Prices of the Underlying Investment will ordinarily and initially be sourced from Bloomberg as being at “offer” (the “UI Price”)
Where the Arranger deems that Bloomberg is not available, relevant or accurate for any particular Underlying Investment, the UI Price will be sourced from such other provider of pricing services for debt obligations as may be determined by the Arranger.
Where the Arranger determines that no electronic pricing source is available for the Underlying Investment or that any such UI Price is not relevant or accurate, the Arranger may source the price directly from third party broker/dealers.

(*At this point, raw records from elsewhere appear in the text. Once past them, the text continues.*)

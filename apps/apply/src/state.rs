use std::sync::Arc;

use crate::application::sessions::FormSessions;
use crate::backend::JobBoardBackend;

/// Shared application state injected into all route handlers via Axum extractors.
#[derive(Clone)]
pub struct AppState {
    /// REST backend client. Default: `HttpBackend`; tests swap in an in-memory double.
    pub backend: Arc<dyn JobBoardBackend>,
    /// Open application forms, keyed by session id.
    pub sessions: FormSessions,
}
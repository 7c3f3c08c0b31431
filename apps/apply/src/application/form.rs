//! Application Form State: the in-memory draft for one open form.
//!
//! The draft is seeded from the job and the applicant's profile when the form
//! opens and is changed only through the methods below. Every rating or
//! custom-skill mutation recomputes the match score before returning, so the
//! stored score is never stale.

use bytes::Bytes;
use chrono::NaiveDate;
use serde::Serialize;

use crate::application::cover_letter::generate_cover_letter;
use crate::application::match_score::{compute_match_breakdown, MatchBreakdown};
use crate::application::skill_rating::{CustomSkill, SkillRating, SkillRatingModel};
use crate::errors::AppError;
use crate::models::application::{AdditionalInfo, ApplicationPayload, PayloadSkill};
use crate::models::job::Job;
use crate::models::profile::Profile;

/// Upper bound for an uploaded resume: 5 MiB.
pub const MAX_RESUME_BYTES: usize = 5 * 1024 * 1024;

pub const ACCEPTED_RESUME_TYPES: &[&str] = &[
    "application/pdf",
    "application/msword",
    "application/vnd.openxmlformats-officedocument.wordprocessingml.document",
    "text/plain",
];

/// A resume file held in memory, either uploaded by the applicant or
/// downloaded from their profile at submit time.
#[derive(Debug, Clone, PartialEq, Eq)]
pub struct ResumeFile {
    pub file_name: String,
    pub content_type: String,
    pub bytes: Bytes,
}

impl ResumeFile {
    pub fn size(&self) -> usize {
        self.bytes.len()
    }
}

#[derive(Debug, Clone, PartialEq, Eq, Serialize)]
pub struct ResumeFileInfo {
    pub file_name: String,
    pub content_type: String,
    pub size: usize,
}

impl From<&ResumeFile> for ResumeFileInfo {
    fn from(file: &ResumeFile) -> Self {
        Self {
            file_name: file.file_name.clone(),
            content_type: file.content_type.clone(),
            size: file.size(),
        }
    }
}

/// Checks an uploaded resume against the accepted MIME types and the size cap.
pub fn validate_resume_file(file: &ResumeFile) -> Result<(), AppError> {
    let content_type = file
        .content_type
        .split(';')
        .next()
        .unwrap_or_default()
        .trim()
        .to_lowercase();

    if !ACCEPTED_RESUME_TYPES.contains(&content_type.as_str()) {
        return Err(AppError::Validation(
            "Please upload a PDF, DOC, DOCX or plain text file".to_string(),
        ));
    }
    if file.size() > MAX_RESUME_BYTES {
        return Err(AppError::Validation(
            "Resume file must be 5 MB or smaller".to_string(),
        ));
    }
    Ok(())
}

#[derive(Debug, Clone, PartialEq)]
pub struct ApplicationDraft {
    requirements: String,
    profile_resume_url: Option<String>,
    cover_letter: String,
    use_profile_resume: bool,
    custom_resume_file: Option<ResumeFile>,
    driving_license: bool,
    willing_to_relocate: bool,
    available_start_date: Option<NaiveDate>,
    skills: SkillRatingModel,
    match_breakdown: MatchBreakdown,
    dirty: bool,
}

impl ApplicationDraft {
    /// Seeds a fresh draft for `job` from the applicant's profile.
    pub fn open(job: &Job, profile: &Profile) -> Self {
        let profile_resume_url = profile
            .has_resume()
            .then(|| profile.resume_url.clone())
            .flatten();

        let mut draft = Self {
            requirements: job.requirements.clone(),
            use_profile_resume: profile_resume_url.is_some(),
            profile_resume_url,
            cover_letter: generate_cover_letter(profile, &job.title),
            custom_resume_file: None,
            driving_license: false,
            willing_to_relocate: false,
            available_start_date: None,
            skills: SkillRatingModel::initialize(&job.skills, &profile.skills),
            match_breakdown: MatchBreakdown::default(),
            dirty: false,
        };
        draft.recompute();
        draft
    }

    // ── Skill ratings ────────────────────────────────────────────────────

    /// Returns the match score after the change.
    pub fn set_rating(&mut self, skill_name: &str, rating: i64) -> Result<u8, AppError> {
        self.skills.set_rating(skill_name, rating)?;
        Ok(self.touch_skills())
    }

    pub fn add_custom_skill(&mut self, name: &str, rating: Option<i64>) -> Result<u8, AppError> {
        self.skills.add_custom_skill(name, rating)?;
        Ok(self.touch_skills())
    }

    pub fn set_custom_rating(&mut self, index: usize, rating: i64) -> u8 {
        if self.skills.set_custom_rating(index, rating) {
            self.touch_skills()
        } else {
            self.match_score()
        }
    }

    pub fn remove_custom_skill(&mut self, index: usize) -> u8 {
        if self.skills.remove_custom_skill(index).is_some() {
            self.touch_skills()
        } else {
            self.match_score()
        }
    }

    fn touch_skills(&mut self) -> u8 {
        self.dirty = true;
        self.recompute();
        self.match_score()
    }

    fn recompute(&mut self) {
        self.match_breakdown = compute_match_breakdown(
            self.skills.required(),
            self.skills.custom_skills(),
            &self.requirements,
        );
        tracing::debug!(
            "Match score recomputed: {} ({}/{})",
            self.match_breakdown.score,
            self.match_breakdown.earned,
            self.match_breakdown.possible
        );
    }

    // ── Free-form fields ─────────────────────────────────────────────────

    pub fn set_cover_letter(&mut self, text: impl Into<String>) {
        self.cover_letter = text.into();
        self.dirty = true;
    }

    pub fn set_driving_license(&mut self, value: bool) {
        self.driving_license = value;
        self.dirty = true;
    }

    pub fn set_willing_to_relocate(&mut self, value: bool) {
        self.willing_to_relocate = value;
        self.dirty = true;
    }

    /// Sets or clears the start date. A date before `today` is rejected.
    pub fn set_available_start_date(
        &mut self,
        date: Option<NaiveDate>,
        today: NaiveDate,
    ) -> Result<(), AppError> {
        check_start_date(date, today)?;
        self.available_start_date = date;
        self.dirty = true;
        Ok(())
    }

    // ── Resume source ────────────────────────────────────────────────────

    /// Selects an uploaded resume. On rejection the previous selection stays.
    pub fn select_resume_file(&mut self, file: ResumeFile) -> Result<(), AppError> {
        validate_resume_file(&file)?;
        self.custom_resume_file = Some(file);
        self.use_profile_resume = false;
        self.dirty = true;
        Ok(())
    }

    /// Switches back to the profile resume and forgets any uploaded file.
    pub fn use_profile_resume(&mut self) -> Result<(), AppError> {
        if self.profile_resume_url.is_none() {
            return Err(AppError::Validation(
                "Your profile has no resume on file; please upload one".to_string(),
            ));
        }
        self.use_profile_resume = true;
        self.custom_resume_file = None;
        self.dirty = true;
        Ok(())
    }

    /// True when a resume will resolve to an actual file at submit time.
    pub fn has_resume_source(&self) -> bool {
        if self.use_profile_resume {
            self.profile_resume_url.is_some()
        } else {
            self.custom_resume_file.is_some()
        }
    }

    // ── Submission ───────────────────────────────────────────────────────

    /// Checks everything that blocks a submit outright. Unrated required
    /// skills are not an error here; they go through the override gate.
    pub fn validate_for_submit(&self, today: NaiveDate) -> Result<(), AppError> {
        if self.cover_letter.trim().is_empty() {
            return Err(AppError::Validation(
                "Please write a cover letter before submitting".to_string(),
            ));
        }
        if !self.has_resume_source() {
            return Err(AppError::Validation(
                "Please choose your profile resume or upload a file".to_string(),
            ));
        }
        check_start_date(self.available_start_date, today)
    }

    /// Builds the submission body from the current draft, without the resume.
    pub fn build_payload(&self) -> ApplicationPayload {
        let skills: Vec<PayloadSkill> = self
            .skills
            .all_ratings()
            .into_iter()
            .map(|s| PayloadSkill {
                name: s.skill_name,
                rating: s.rating,
                is_required: s.is_required,
                is_custom: s.is_custom,
            })
            .collect();

        let required = self.skills.required();
        let additional_info = AdditionalInfo {
            driving_license: self.driving_license,
            willing_to_relocate: self.willing_to_relocate,
            available_start_date: self.available_start_date,
            required_skill_count: required.len(),
            rated_required_count: required.iter().filter(|r| r.rating > 0).count(),
            custom_skill_count: self.skills.custom_skills().len(),
        };

        ApplicationPayload::new(
            self.cover_letter.clone(),
            skills,
            self.match_score(),
            additional_info,
        )
    }

    // ── Accessors ────────────────────────────────────────────────────────

    pub fn cover_letter(&self) -> &str {
        &self.cover_letter
    }

    pub fn uses_profile_resume(&self) -> bool {
        self.use_profile_resume
    }

    pub fn profile_resume_url(&self) -> Option<&str> {
        self.profile_resume_url.as_deref()
    }

    pub fn custom_resume_file(&self) -> Option<&ResumeFile> {
        self.custom_resume_file.as_ref()
    }

    pub fn driving_license(&self) -> bool {
        self.driving_license
    }

    pub fn willing_to_relocate(&self) -> bool {
        self.willing_to_relocate
    }

    pub fn available_start_date(&self) -> Option<NaiveDate> {
        self.available_start_date
    }

    pub fn required_skills(&self) -> &[SkillRating] {
        self.skills.required()
    }

    pub fn custom_skills(&self) -> &[CustomSkill] {
        self.skills.custom_skills()
    }

    pub fn unrated_required_skills(&self) -> Vec<String> {
        self.skills.unrated_required()
    }

    pub fn match_score(&self) -> u8 {
        self.match_breakdown.score
    }

    pub fn match_breakdown(&self) -> &MatchBreakdown {
        &self.match_breakdown
    }

    pub fn is_dirty(&self) -> bool {
        self.dirty
    }
}

fn check_start_date(date: Option<NaiveDate>, today: NaiveDate) -> Result<(), AppError> {
    match date {
        Some(d) if d < today => Err(AppError::Validation(
            "Available start date cannot be in the past".to_string(),
        )),
        _ => Ok(()),
    }
}
//! Telegram Bot API client
//!
//! Every call is a POST to `https://api.telegram.org/bot<token>/<method>`.
//! The response envelope `{ok, result, description, error_code, parameters}`
//! is decoded here and failures are mapped to [`TelegramError`] categories.

use super::types::{
    ChatAction, InlineQueryResult, InputFile, MediaKind, MediaOptions, ParseMode,
    ReplyKeyboardMarkup, SentMedia, Update,
};
use super::{Messenger, TelegramError};
use async_trait::async_trait;
use reqwest::multipart::{Form, Part};
use serde::de::DeserializeOwned;
use serde::Deserialize;
use serde_json::{json, Value};
use std::time::Duration;

const TELEGRAM_BASE_URL: &str = "https://api.telegram.org";
const USER_AGENT: &str = concat!("BismillahBot/", env!("CARGO_PKG_VERSION"));
const REQUEST_TIMEOUT_SECS: u64 = 60;

/// Bot API response envelope
#[derive(Debug, Deserialize)]
struct ApiResponse<T> {
    ok: bool,
    result: Option<T>,
    description: Option<String>,
    error_code: Option<i64>,
    parameters: Option<ResponseParameters>,
}

#[derive(Debug, Deserialize)]
struct ResponseParameters {
    retry_after: Option<u64>,
}

/// Decode a Bot API response body into its result or a classified error
fn decode_envelope<T: DeserializeOwned>(status: u16, body: &str) -> Result<T, TelegramError> {
    let envelope: ApiResponse<T> = serde_json::from_str(body).map_err(|e| {
        TelegramError::InvalidServerResponse(format!("HTTP {}: {}", status, e))
    })?;

    if envelope.ok {
        return envelope
            .result
            .ok_or_else(|| TelegramError::InvalidServerResponse("missing result".to_string()));
    }

    Err(TelegramError::from_api(
        envelope.error_code.unwrap_or(i64::from(status)),
        envelope.description.unwrap_or_default(),
        envelope.parameters.and_then(|p| p.retry_after),
    ))
}

/// Telegram Bot API client
pub struct TelegramClient {
    http_client: reqwest::Client,
    base_url: String,
}

impl TelegramClient {
    pub fn new(token: &str) -> Result<Self, TelegramError> {
        let http_client = reqwest::Client::builder()
            .user_agent(USER_AGENT)
            .timeout(Duration::from_secs(REQUEST_TIMEOUT_SECS))
            .build()
            .map_err(|e| TelegramError::Network(e.to_string()))?;

        Ok(Self {
            http_client,
            base_url: format!("{}/bot{}", TELEGRAM_BASE_URL, token),
        })
    }

    fn url(&self, method: &str) -> String {
        format!("{}/{}", self.base_url, method)
    }

    async fn call<T: DeserializeOwned>(&self, method: &str, params: Value) -> Result<T, TelegramError> {
        self.call_with_timeout(method, params, None).await
    }

    async fn call_with_timeout<T: DeserializeOwned>(
        &self,
        method: &str,
        params: Value,
        timeout: Option<Duration>,
    ) -> Result<T, TelegramError> {
        tracing::trace!(method, "Calling Bot API");

        let mut request = self.http_client.post(self.url(method)).json(&params);
        if let Some(timeout) = timeout {
            request = request.timeout(timeout);
        }

        let response = request.send().await?;
        let status = response.status().as_u16();
        let body = response.text().await?;
        decode_envelope(status, &body)
    }

    async fn upload<T: DeserializeOwned>(&self, method: &str, form: Form) -> Result<T, TelegramError> {
        tracing::debug!(method, "Uploading file to Bot API");

        let response = self.http_client.post(self.url(method)).multipart(form).send().await?;
        let status = response.status().as_u16();
        let body = response.text().await?;
        decode_envelope(status, &body)
    }
}

fn media_params(chat_id: i64, options: &MediaOptions) -> Result<Vec<(&'static str, String)>, TelegramError> {
    let mut params = vec![("chat_id", chat_id.to_string())];
    if let Some(caption) = &options.caption {
        params.push(("caption", caption.clone()));
    }
    if let Some(performer) = &options.performer {
        params.push(("performer", performer.clone()));
    }
    if let Some(title) = &options.title {
        params.push(("title", title.clone()));
    }
    if let Some(markup) = &options.reply_markup {
        let encoded = serde_json::to_string(markup)
            .map_err(|e| TelegramError::InvalidServerResponse(e.to_string()))?;
        params.push(("reply_markup", encoded));
    }
    Ok(params)
}

#[async_trait]
impl Messenger for TelegramClient {
    async fn get_updates(&self, offset: Option<i64>, timeout_secs: u64) -> Result<Vec<Update>, TelegramError> {
        let mut params = json!({
            "timeout": timeout_secs,
            "allowed_updates": ["message", "inline_query"],
        });
        if let Some(offset) = offset {
            params["offset"] = json!(offset);
        }

        // The long poll may legitimately take the full timeout
        let http_timeout = Duration::from_secs(timeout_secs + REQUEST_TIMEOUT_SECS);
        self.call_with_timeout("getUpdates", params, Some(http_timeout)).await
    }

    async fn send_message(
        &self,
        chat_id: i64,
        text: &str,
        parse_mode: Option<ParseMode>,
        reply_markup: Option<&ReplyKeyboardMarkup>,
    ) -> Result<(), TelegramError> {
        let mut params = json!({"chat_id": chat_id, "text": text});
        if let Some(mode) = parse_mode {
            params["parse_mode"] = json!(mode);
        }
        if let Some(markup) = reply_markup {
            params["reply_markup"] = json!(markup);
        }

        let _: Value = self.call("sendMessage", params).await?;
        Ok(())
    }

    async fn send_chat_action(&self, chat_id: i64, action: ChatAction) -> Result<(), TelegramError> {
        let _: bool = self
            .call("sendChatAction", json!({"chat_id": chat_id, "action": action}))
            .await?;
        Ok(())
    }

    async fn send_media(
        &self,
        chat_id: i64,
        kind: MediaKind,
        file: InputFile,
        options: &MediaOptions,
    ) -> Result<String, TelegramError> {
        let params = media_params(chat_id, options)?;

        let sent: SentMedia = match file {
            InputFile::FileId(file_id) => {
                let mut body = serde_json::Map::new();
                for (key, value) in params {
                    body.insert(key.to_string(), Value::String(value));
                }
                body.insert(kind.field().to_string(), Value::String(file_id));
                self.call(kind.method(), Value::Object(body)).await?
            }
            InputFile::Upload { file_name, bytes } => {
                let mut form = Form::new();
                for (key, value) in params {
                    form = form.text(key, value);
                }
                form = form.part(kind.field(), Part::bytes(bytes).file_name(file_name));
                self.upload(kind.method(), form).await?
            }
        };

        sent.file_id(kind).ok_or_else(|| {
            TelegramError::InvalidServerResponse(format!("{} result without file_id", kind.method()))
        })
    }

    async fn answer_inline_query(
        &self,
        inline_query_id: &str,
        results: &[InlineQueryResult],
        cache_time: u32,
    ) -> Result<(), TelegramError> {
        let _: bool = self
            .call(
                "answerInlineQuery",
                json!({
                    "inline_query_id": inline_query_id,
                    "results": results,
                    "cache_time": cache_time,
                }),
            )
            .await?;
        Ok(())
    }
}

Where the UI Price cannot be obtained from these sources, and/or where the Arranger determines that the provided is not an accurate representation of the fair value of the Underlying Investment, the Arranger may in good faith and in its sole and absolute discretion determine a UI Price that more accurately reflects the relevant Underlying Investment’s fair value. It should be noted that the UI Price is intended to reflect the market “offer” price of the relevant Underlying Investment and the Arranger may reflect the liquidity of or other factors relating to the Underlying Investment in any fair value adjustment of the UI Price (including, for example, a “bid – offer” spread that would market for the relevant Underlying Investment).
The UI Price may be sourced in this manner as set out above on such frequency as the Arranger determines.
Once the UI Price has been established as set out above, the same price is listed on the Platform (ie the website) for an investment in the relevant Fractional Bonds (the “FB Subscription Price”).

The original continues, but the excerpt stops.